*About this task*. Start at the line below containing "pub struct ResultCache" and stop at the line containing "pub fn user_key(&self)". Repeat every line of that stretch exactly, and nothing outside it.

*Study material*.
+++++
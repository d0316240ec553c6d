// src/storage.rs
//
// Almacén clave-valor inyectable (memoria, fichero o localStorage) y la
// caché de resultados por usuario construida encima. Cualquier fallo de
// lectura o JSON corrupto se trata como caché vacía, nunca como error
// hacia el llamador.

use std::collections::HashMap;

use serde::Serialize;
use serde::de::DeserializeOwned;

use crate::model::{QuizResult, SubmoduleResult};
use crate::session::SessionSnapshot;

/// Capacidad de persistencia que se inyecta en la app; permite usar un
/// almacén en memoria en los tests.
pub trait KvStore {
    fn get(&self, key: &str) -> Option<String>;
    fn set(&mut self, key: &str, value: &str);
    fn remove(&mut self, key: &str);
}

/// Almacén en memoria (tests y fallback cuando no hay persistencia)
#[derive(Default)]
pub struct MemoryStore {
    map: HashMap<String, String>,
}

impl MemoryStore {
    pub fn new() -> Self {
        Self::default()
    }
}

impl KvStore for MemoryStore {
    fn get(&self, key: &str) -> Option<String> {
        self.map.get(key).cloned()
    }
    fn set(&mut self, key: &str, value: &str) {
        self.map.insert(key.to_string(), value.to_string());
    }
    fn remove(&mut self, key: &str) {
        self.map.remove(key);
    }
}

/// Almacén nativo: un único JSON en disco con todas las claves
#[cfg(not(target_arch = "wasm32"))]
pub struct FileStore {
    path: std::path::PathBuf,
    map: HashMap<String, String>,
}

#[cfg(not(target_arch = "wasm32"))]
impl FileStore {
    pub fn new(path: impl Into<std::path::PathBuf>) -> Self {
        let path = path.into();
        let map = match std::fs::read_to_string(&path) {
            Ok(json) => match serde_json::from_str(&json) {
                Ok(map) => map,
                Err(e) => {
                    log::warn!("Almacén corrupto en {}: {e}; se parte de cero", path.display());
                    HashMap::new()
                }
            },
            Err(_) => HashMap::new(),
        };
        Self { path, map }
    }

    fn persist(&self) {
        match serde_json::to_string(&self.map) {
            Ok(json) => {
                if let Err(e) = std::fs::write(&self.path, json) {
                    log::warn!("No se pudo escribir {}: {e}", self.path.display());
                }
            }
            Err(e) => log::warn!("No se pudo serializar el almacén: {e}"),
        }
    }
}

#[cfg(not(target_arch = "wasm32"))]
impl KvStore for FileStore {
    fn get(&self, key: &str) -> Option<String> {
        self.map.get(key).cloned()
    }
    fn set(&mut self, key: &str, value: &str) {
        self.map.insert(key.to_string(), value.to_string());
        self.persist();
    }
    fn remove(&mut self, key: &str) {
        self.map.remove(key);
        self.persist();
    }
}

/// Almacén wasm: localStorage del navegador
#[cfg(target_arch = "wasm32")]
pub struct LocalStore;

#[cfg(target_arch = "wasm32")]
impl LocalStore {
    fn storage() -> Option<web_sys::Storage> {
        web_sys::window()?.local_storage().ok()?
    }
}

#[cfg(target_arch = "wasm32")]
impl KvStore for LocalStore {
    fn get(&self, key: &str) -> Option<String> {
        Self::storage()?.get_item(key).ok()?
    }
    fn set(&mut self, key: &str, value: &str) {
        if let Some(s) = Self::storage() {
            if s.set_item(key, value).is_err() {
                log::warn!("localStorage rechazó la clave {key}");
            }
        }
    }
    fn remove(&mut self, key: &str) {
        if let Some(s) = Self::storage() {
            let _ = s.remove_item(key);
        }
    }
}

/// Clave de usuario cuando no hay sesión iniciada
pub const ANON_USER_KEY: &str = "anon";

const FINAL_RESULT_KEY: &str = "quiz-final-result";
const AGGREGATES_KEY: &str = "submodule-results";

/// Caché durable de resultados, con claves con espacio de nombres por
/// usuario. La escribe únicamente el controlador de sesión al terminar
/// un intento; el dashboard solo lee.
pub struct ResultCache {
    store: Box<dyn KvStore>,
    user_key: String,
}

impl ResultCache {
    pub fn new(store: Box<dyn KvStore>, user_key: Option<String>) -> Self {
        let user_key = user_key
            .filter(|k| !k.trim().is_empty())
            .unwrap_or_else(|| ANON_USER_KEY.to_string());
        Self { store, user_key }
    }

    pub fn user_key(&self) -> &str {
        &self.user_key
    }

    fn key(&self, suffix: &str) -> String {
        format!("{}:{}", self.user_key, suffix)
    }

    fn read_json<T: DeserializeOwned>(&self, key: &str) -> Option<T> {
        let raw = self.store.get(key)?;
        match serde_json::from_str(&raw) {
            Ok(v) => Some(v),
            Err(e) => {
                // JSON corrupto == no hay datos
                log::warn!("Entrada corrupta en {key}: {e}");
                None
            }
        }
    }

    fn write_json<T: Serialize>(&mut self, key: &str, value: &T) {
        match serde_json::to_string(value) {
            Ok(json) => self.store.set(key, &json),
            Err(e) => log::warn!("No se pudo serializar {key}: {e}"),
        }
    }

    /// Guarda el resultado de un submódulo y funde la entrada del
    /// agregado: intentos +1, el resto se sustituye por el último intento.
    pub fn put(&mut self, tutorial_id: u32, name: &str, result: &QuizResult) {
        let key = self.key(&format!("quiz-result-{tutorial_id}"));
        self.write_json(&key, result);

        let mut aggregates = self.aggregates();
        let attempts = aggregates
            .iter()
            .find(|a| a.id == tutorial_id)
            .map(|a| a.attempts + 1)
            .unwrap_or(1);
        let entry = SubmoduleResult {
            id: tutorial_id,
            name: name.to_string(),
            score: result.score,
            correct: result.correct,
            total: result.total,
            duration_secs: result.duration_secs,
            attempts,
        };
        match aggregates.iter_mut().find(|a| a.id == tutorial_id) {
            Some(slot) => *slot = entry,
            None => aggregates.push(entry),
        }
        let agg_key = self.key(AGGREGATES_KEY);
        self.write_json(&agg_key, &aggregates);
    }

    pub fn get(&self, tutorial_id: u32) -> Option<QuizResult> {
        self.read_json(&self.key(&format!("quiz-result-{tutorial_id}")))
    }

    pub fn put_final(&mut self, result: &QuizResult) {
        let key = self.key(FINAL_RESULT_KEY);
        self.write_json(&key, result);
    }

    pub fn get_final(&self) -> Option<QuizResult> {
        self.read_json(&self.key(FINAL_RESULT_KEY))
    }

    pub fn aggregates(&self) -> Vec<SubmoduleResult> {
        self.read_json(&self.key(AGGREGATES_KEY)).unwrap_or_default()
    }

    /// Borra resultado y snapshot de un submódulo; se llama antes de un
    /// reintento para que no salte la detección de "ya completado".
    pub fn clear(&mut self, tutorial_id: u32) {
        let result_key = self.key(&format!("quiz-result-{tutorial_id}"));
        let snapshot_key = self.key(&format!("quiz-progress-{tutorial_id}"));
        self.store.remove(&result_key);
        self.store.remove(&snapshot_key);
    }

    pub fn put_snapshot(&mut self, tutorial_id: u32, snapshot: &SessionSnapshot) {
        let key = self.key(&format!("quiz-progress-{tutorial_id}"));
        self.write_json(&key, snapshot);
    }

    pub fn get_snapshot(&self, tutorial_id: u32) -> Option<SessionSnapshot> {
        self.read_json(&self.key(&format!("quiz-progress-{tutorial_id}")))
    }
}

#[cfg(test)]
mod tests {
    use super::*;
    use crate::model::round_score;

    fn sample_result(correct: u32, total: u32) -> QuizResult {
        QuizResult {
            score: round_score(correct, total),
            correct,
            total,
            duration_secs: 42,
            detail: vec![],
            questions: vec![],
            feedback: None,
            is_mock: false,
        }
    }

    fn cache() -> ResultCache {
        ResultCache::new(Box::new(MemoryStore::new()), Some("u1".into()))
    }

    #[test]
    fn put_then_get_round_trips() {
        let mut c = cache();
        let r = sample_result(2, 3);
        c.put(35368, "Introducción a la IA", &r);
        assert_eq!(c.get(35368), Some(r));
        assert_eq!(c.get(99999), None);
    }

    #[test]
    fn aggregates_merge_attempts_and_replace_latest() {
        let mut c = cache();
        c.put(35368, "Introducción a la IA", &sample_result(1, 3));
        c.put(35368, "Introducción a la IA", &sample_result(3, 3));

        let aggs = c.aggregates();
        assert_eq!(aggs.len(), 1);
        assert_eq!(aggs[0].attempts, 2);
        assert_eq!(aggs[0].correct, 3); // siempre el último intento
        assert_eq!(aggs[0].score, 100.0);
    }

    #[test]
    fn clear_removes_result_but_keeps_aggregate() {
        let mut c = cache();
        c.put(35368, "Introducción a la IA", &sample_result(2, 3));
        c.clear(35368);
        assert_eq!(c.get(35368), None);
        assert_eq!(c.aggregates().len(), 1);
    }

    #[test]
    fn corrupted_json_is_a_cache_miss() {
        let mut store = MemoryStore::new();
        store.set("u1:quiz-result-35368", "{esto no es json");
        store.set("u1:submodule-results", "[1,2,");
        let c = ResultCache::new(Box::new(store), Some("u1".into()));
        assert_eq!(c.get(35368), None);
        assert!(c.aggregates().is_empty());
    }

    #[test]
    fn missing_user_falls_back_to_anon_namespace() {
        let c = ResultCache::new(Box::new(MemoryStore::new()), None);
        assert_eq!(c.user_key(), ANON_USER_KEY);
        let c = ResultCache::new(Box::new(MemoryStore::new()), Some("  ".into()));
        assert_eq!(c.user_key(), ANON_USER_KEY);
    }

    #[test]
    fn final_result_round_trips() {
        let mut c = cache();
        assert_eq!(c.get_final(), None);
        let r = sample_result(7, 10);
        c.put_final(&r);
        assert_eq!(c.get_final(), Some(r));
    }
}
+++++
*Answer space*.
pub struct ResultCache {
    store: Box<dyn KvStore>,
    user_key: String,
}

impl ResultCache {
    pub fn new(store: Box<dyn KvStore>, user_key: Option<String>) -> Self {
        let user_key = user_key
            .filter(|k| !k.trim().is_empty())
            .unwrap_or_else(|| ANON_USER_KEY.to_string());
        Self { store, user_key }
    }

    pub fn user_key(&self) -> &str {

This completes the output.